Resources

List of resources (websites, websites, conferences, etc.) that can be helpful for choosing curricular activities

International contests, benchmarks, and challenges

In the context of NLP there are many international challenges held every year.
Developing models and techniques to tackle these challenges (present or past) are all good proposals for curricular activities.

Obviously, we do not expect results that are competitive with the state-of-the-art, but we expect an amount of work appropriate to the activity's credits.

  • Validity and Novelty of Arguments

    Two tasks of ArgMining2022:
    A) A binary classification task along the dimensions of novelty and validity, classifying a conclusion as being valid/novel or not given a textual premise.
    B) A comparison of two conclusions in terms of validity / novelty

  • Key Point Analysis

    Given an input corpus, consisting of a collection of relatively short, opinionated texts focused on a topic of interest, the goal of KPA is to produce a succinct list of the most prominent key-points in the input corpus, along with their relative prevalence.

  • EVALITA

    Suite of tasks in Italian language. Examples: hate speech detection, sentiment analysis, identification of memes, "la ghigliottina" game.

  • CLEF Labs

    The CLEF conference includes many multi-lingual and multi-modal activity proposals.
    Examples: math question answering, prediction of mental health issues, text simplification of scientific topics, retrieval of arguments, fact checking.

  • Competition on Legal Information Extraction and Entailment (COLIEE)

    A set of tasks and challenges regarding NLP and legal documents.
    The intention is to build a community of practice regarding legal information processing and textual entailment, so that the adoption and adaptation of general methods from a variety of fields is considered, and that participants share their approaches, problems, and results.
    The tasks change every year.

  • Validity and Novelty of Arguments

    We divide the task of Validity-Novelty-Prediction into two subtasks.

    Task A: The first task consists of a binary classification task along the dimensions of novelty and validity, classifying a conclusion as being valid/novel or not given a textual premise.
    Task B: The second subtask will consist a comparison of two conclusions in terms of validity / novelty

NLP resources and venues

A list of NLP-related journals and conferences with useful material. It can be used as a reference for literature on a chosen topic, or as a source of inspiration if you are looking for current challenges.

  • CLEF conference

    CLEF is an event that includes a conference on a broad range of issues in the fields of multilingual and multimodal information access evaluation, and a set of labs and workshops designed to test different aspects of mono and cross-language Information retrieval systems.

  • ACL

    The Association for Computational Linguistics is probably the biggest scientific association related to the NLP field. From its portal is possible to access the Anthology, which contains all the papers published in the past, the portal of the main conferences in this field (ACL, NA-ACL, EMNLP, ...), and the portal of two prominent journals (TACL and Computational Linguistics)

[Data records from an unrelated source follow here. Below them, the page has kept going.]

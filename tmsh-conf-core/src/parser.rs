use std::fs;
use std::mem;
use std::path::Path;

use thiserror::Error;
use tracing::warn;

use crate::lexer::{
    find_unescaped, is_quote_closed, opening_quote, resolve_escapes, tokenize, unquote, Token,
};
use crate::tree::{ConfMap, ConfValue, ConfigNode, ParsedConfig};

/// Object keywords whose body is a script captured verbatim.
pub const SCRIPT_KEYWORDS: [&str; 4] = ["ltm rule", "gtm rule", "pem irule", "sys icall script"];

/// Header prefixes whose whole block is discarded.
pub const SKIPPED_SECTIONS: [&str; 2] = ["cli script", "sys crypto cert-order-manager"];

/// Errors that can occur while reading or parsing configuration text.
#[derive(Debug, Error)]
pub enum ParseError {
    /// A block was closed at the wrong indentation or never closed.
    #[error("Missing or mis-indented '}}' for line: '{line}'")]
    MisindentedBrace { line: String },
    /// Failed to read an input file.
    #[error("failed to read configuration file {path}: {source}")]
    Io {
        path: String,
        source: std::io::Error,
    },
}

/// Parse configuration text into a [`ParsedConfig`].
///
/// Only brace/indentation mismatches are fatal. Lines that fit no grammar
/// rule are reported once each through `tracing` and in
/// [`ParsedConfig::warnings`], then skipped.
pub fn parse(text: &str) -> Result<ParsedConfig, ParseError> {
    let normalized = text.replace("\r\n", "\n");
    let mut parser = Parser::default();
    for (idx, line) in normalized.split('\n').enumerate() {
        let line = line.strip_suffix('\r').unwrap_or(line);
        parser.feed(idx + 1, line)?;
    }
    parser.finish()
}

/// Read files in order and concatenate their contents.
pub fn read_files<P: AsRef<Path>>(paths: &[P]) -> Result<String, ParseError> {
    let mut out = String::new();
    for path in paths {
        let path = path.as_ref();
        let text = fs::read_to_string(path).map_err(|source| ParseError::Io {
            path: path.display().to_string(),
            source,
        })?;
        if !out.is_empty() && !out.ends_with('\n') {
            out.push('\n');
        }
        out.push_str(&text);
    }
    Ok(out)
}

/// Read and parse one or more configuration files as a single document.
pub fn parse_files<P: AsRef<Path>>(paths: &[P]) -> Result<ParsedConfig, ParseError> {
    parse(&read_files(paths)?)
}

#[derive(Default)]
enum Mode {
    /// Structure follows indentation and line grammar.
    #[default]
    Indentation,
    /// Inside a quoted value spanning several lines.
    Quoted(QuotedValue),
    /// Counting braces through a script body that is kept.
    Script(RawBlock),
    /// Counting braces through a section that is dropped.
    Skipped(RawBlock),
}

struct QuotedValue {
    key: String,
    quote: char,
    text: String,
}

struct RawBlock {
    opening: String,
    keyword: String,
    path: String,
    line: usize,
    depth: usize,
    body: Vec<String>,
}

impl RawBlock {
    fn into_node(self) -> ConfigNode {
        ConfigNode {
            keyword: self.keyword,
            path: self.path,
            header: self.opening,
            line: self.line,
            body: ConfValue::Raw(self.body.join("\n")),
        }
    }
}

enum Owner {
    Object {
        keyword: String,
        path: String,
        line: usize,
    },
    Named(String),
    Unnamed,
}

struct Frame {
    opening: String,
    indent: usize,
    owner: Owner,
    map: ConfMap,
    entries: Vec<(String, ConfValue)>,
}

impl Frame {
    fn new(opening: &str, indent: usize, owner: Owner) -> Self {
        Self {
            opening: opening.to_string(),
            indent,
            owner,
            map: ConfMap::new(),
            entries: Vec::new(),
        }
    }
}

#[derive(Default)]
struct Parser {
    mode: Mode,
    stack: Vec<Frame>,
    nodes: Vec<ConfigNode>,
    warnings: Vec<String>,
}

impl Parser {
    fn feed(&mut self, line_no: usize, line: &str) -> Result<(), ParseError> {
        match mem::take(&mut self.mode) {
            Mode::Indentation => self.indentation_line(line_no, line)?,
            Mode::Quoted(value) => self.quoted_line(value, line),
            Mode::Script(block) => self.raw_line(block, line, true),
            Mode::Skipped(block) => self.raw_line(block, line, false),
        }
        Ok(())
    }

    fn finish(self) -> Result<ParsedConfig, ParseError> {
        if let Mode::Script(block) | Mode::Skipped(block) = self.mode {
            return Err(ParseError::MisindentedBrace {
                line: block.opening,
            });
        }
        if let Some(frame) = self.stack.last() {
            return Err(ParseError::MisindentedBrace {
                line: frame.opening.clone(),
            });
        }
        Ok(ParsedConfig {
            nodes: self.nodes,
            warnings: self.warnings,
        })
    }

    fn indentation_line(&mut self, line_no: usize, line: &str) -> Result<(), ParseError> {
        let trimmed = line.trim();
        if trimmed.is_empty() || trimmed.starts_with('#') {
            return Ok(());
        }
        let indent = line.len() - line.trim_start().len();

        let Some(frame) = self.stack.last() else {
            return self.top_level_line(line_no, line, trimmed, indent);
        };

        if trimmed == "}" {
            if indent == frame.indent {
                self.close_frame();
                return Ok(());
            }
            return Err(ParseError::MisindentedBrace {
                line: frame.opening.clone(),
            });
        }

        if indent <= frame.indent {
            self.unrecognized(trimmed);
            return Ok(());
        }

        self.body_line(line, trimmed, indent);
        Ok(())
    }

    fn top_level_line(
        &mut self,
        line_no: usize,
        line: &str,
        trimmed: &str,
        indent: usize,
    ) -> Result<(), ParseError> {
        if trimmed == "}" {
            return Err(ParseError::MisindentedBrace {
                line: line.to_string(),
            });
        }
        if indent > 0 {
            self.unrecognized(trimmed);
            return Ok(());
        }

        let tokens = tokenize(trimmed);
        let n = tokens.len();
        if n >= 2 && tokens[n - 1].is("{") {
            let (keyword, path) = split_header(&tokens[..n - 1]);
            self.open_object(line_no, line, keyword, path);
        } else if n >= 3 && tokens[n - 2].is("{") && tokens[n - 1].is("}") {
            let (keyword, path) = split_header(&tokens[..n - 2]);
            if SKIPPED_SECTIONS.iter().any(|p| keyword.starts_with(p)) {
                return Ok(());
            }
            let body = if SCRIPT_KEYWORDS.contains(&keyword.as_str()) {
                ConfValue::Raw(String::new())
            } else {
                ConfValue::Map(ConfMap::new())
            };
            self.nodes.push(ConfigNode {
                keyword,
                path,
                header: line.to_string(),
                line: line_no,
                body,
            });
        } else {
            self.unrecognized(trimmed);
        }
        Ok(())
    }

    fn open_object(&mut self, line_no: usize, line: &str, keyword: String, path: String) {
        let raw = |keyword: String, path: String| RawBlock {
            opening: line.to_string(),
            keyword,
            path,
            line: line_no,
            depth: 1,
            body: Vec::new(),
        };

        if SKIPPED_SECTIONS.iter().any(|p| keyword.starts_with(p)) {
            self.mode = Mode::Skipped(raw(keyword, path));
        } else if SCRIPT_KEYWORDS.contains(&keyword.as_str()) {
            self.mode = Mode::Script(raw(keyword, path));
        } else {
            self.stack.push(Frame::new(
                line,
                0,
                Owner::Object {
                    keyword,
                    path,
                    line: line_no,
                },
            ));
        }
    }

    fn body_line(&mut self, line: &str, trimmed: &str, indent: usize) {
        let tokens = tokenize(trimmed);
        let n = tokens.len();
        let first = tokens[0];
        let last = tokens[n - 1];

        if first.is("{") {
            match n {
                1 => self.stack.push(Frame::new(line, indent, Owner::Unnamed)),
                2 if last.is("}") => {
                    if let Some(frame) = self.stack.last_mut() {
                        frame
                            .entries
                            .push((trimmed.to_string(), ConfValue::Map(ConfMap::new())));
                    }
                }
                _ => self.unrecognized(trimmed),
            }
            return;
        }

        if last.is("{") {
            let name = unquote(trimmed[..last.start].trim_end()).to_string();
            self.stack
                .push(Frame::new(line, indent, Owner::Named(name)));
            return;
        }

        let key = unquote(first.text).to_string();
        if n >= 3 && tokens[1].is("{") && last.is("}") {
            let value = if n == 3 {
                ConfValue::Map(ConfMap::new())
            } else {
                ConfValue::List(
                    tokens[2..n - 1]
                        .iter()
                        .map(|t| ConfValue::Str(t.text.to_string()))
                        .collect(),
                )
            };
            self.insert_property(key, value);
            return;
        }

        let value = trimmed[first.end()..].trim_start();
        match opening_quote(value) {
            Some(quote) if !is_quote_closed(value) => {
                self.mode = Mode::Quoted(QuotedValue {
                    key,
                    quote,
                    text: value.to_string(),
                });
            }
            Some(_) => self.insert_property(key, ConfValue::Str(resolve_escapes(value))),
            None => self.insert_property(key, ConfValue::Str(value.to_string())),
        }
    }

    fn quoted_line(&mut self, mut value: QuotedValue, line: &str) {
        value.text.push('\n');
        value.text.push_str(line.trim_end());
        if find_unescaped(line, value.quote).is_some() {
            let text = resolve_escapes(&value.text);
            self.insert_property(value.key, ConfValue::Str(text));
        } else {
            self.mode = Mode::Quoted(value);
        }
    }

    fn raw_line(&mut self, mut block: RawBlock, line: &str, keep: bool) {
        match closing_offset(line, &mut block.depth) {
            Some(offset) => {
                let head = line[..offset].trim_end();
                if keep {
                    if !head.trim().is_empty() {
                        block.body.push(head.to_string());
                    }
                    self.nodes.push(block.into_node());
                }
            }
            None => {
                if keep {
                    block.body.push(line.to_string());
                    self.mode = Mode::Script(block);
                } else {
                    self.mode = Mode::Skipped(block);
                }
            }
        }
    }

    fn close_frame(&mut self) {
        let Some(frame) = self.stack.pop() else {
            return;
        };
        let Frame {
            opening,
            owner,
            map,
            entries,
            ..
        } = frame;

        let value = if entries.is_empty() {
            ConfValue::Map(map)
        } else if map.is_empty() {
            ConfValue::List(entries.into_iter().map(|(_, value)| value).collect())
        } else {
            // Unnamed entries mixed with named properties have no representation.
            for (entry_opening, _) in &entries {
                self.unrecognized(entry_opening);
            }
            ConfValue::Map(map)
        };

        match owner {
            Owner::Object {
                keyword,
                path,
                line,
            } => self.nodes.push(ConfigNode {
                keyword,
                path,
                header: opening,
                line,
                body: value,
            }),
            Owner::Named(name) => self.insert_property(name, value),
            Owner::Unnamed => {
                if let Some(parent) = self.stack.last_mut() {
                    parent.entries.push((opening, value));
                }
            }
        }
    }

    fn insert_property(&mut self, key: String, value: ConfValue) {
        if let Some(frame) = self.stack.last_mut() {
            frame.map.insert(key, value);
        }
    }

    fn unrecognized(&mut self, text: &str) {
        let message = format!("UNRECOGNIZED LINE: '{}'", text.trim());
        warn!("{message}");
        self.warnings.push(message);
    }
}

/// Split header tokens into keyword and path.
///
/// The path is the last token when it is absolute or quoted; quoted paths
/// have their spaces replaced by underscores.
fn split_header(tokens: &[Token<'_>]) -> (String, String) {
    let join = |tokens: &[Token<'_>]| {
        tokens
            .iter()
            .map(|t| t.text)
            .collect::<Vec<_>>()
            .join(" ")
    };

    match tokens.split_last() {
        Some((last, rest)) if !rest.is_empty() && last.text.starts_with('/') => {
            (join(rest), last.text.to_string())
        }
        Some((last, rest)) if !rest.is_empty() && opening_quote(last.text).is_some() => {
            (join(rest), unquote(last.text).replace(' ', "_"))
        }
        _ => (join(tokens), String::new()),
    }
}

/// Advance brace depth through `line`; return the offset of the brace that
/// brings it back to zero.
fn closing_offset(line: &str, depth: &mut usize) -> Option<usize> {
    let mut escaped = false;
    for (idx, ch) in line.char_indices() {
        if escaped {
            escaped = false;
            continue;
        }
        match ch {
            '\\' => escaped = true,
            '{' => *depth += 1,
            '}' => {
                *depth = depth.saturating_sub(1);
                if *depth == 0 {
                    return Some(idx);
                }
            }
            _ => {}
        }
    }
    None
}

  • List of Workshops of the ACL community

    List of all the workshops and similar events in the ACL community in 2022. There are many sub-communities and tasks in the NLP research field, this list may be useful to have a broad perspective of the field and a valuable source of ideas.

  • AILC

    Italian association for computational linguistics. From its portal, it is possible to access to the website and the proceedings of its conference (CLiC-IT).

  • IEEE Transactions on Neural Networks and Learning Systems

    Prominent journal in the domain of neural networks and machine learning in general

Neural-Symbolic NLP

Neural-Symbolic techniques aim to combine the efficiency and effectiveness of neural architectures with the advantages of symbolic or relational techniques in terms of use of prior knowledge, explainability, compliance, interpretability.

Despite the existence of many NeSy frameworks, few of them are suited to be applied in the NLP domain, for various reasons.

Development of new datasets and linguistic resources, and experiments on them

Modern machine learning techniques have proven capable of learning even very abstract and high-level concepts, but usually with a caveat: they need plenty of data! Even those techniques that allow unsupervised or semi-supervised learning, still need accurate and reliable ground truth to validate and test the final models.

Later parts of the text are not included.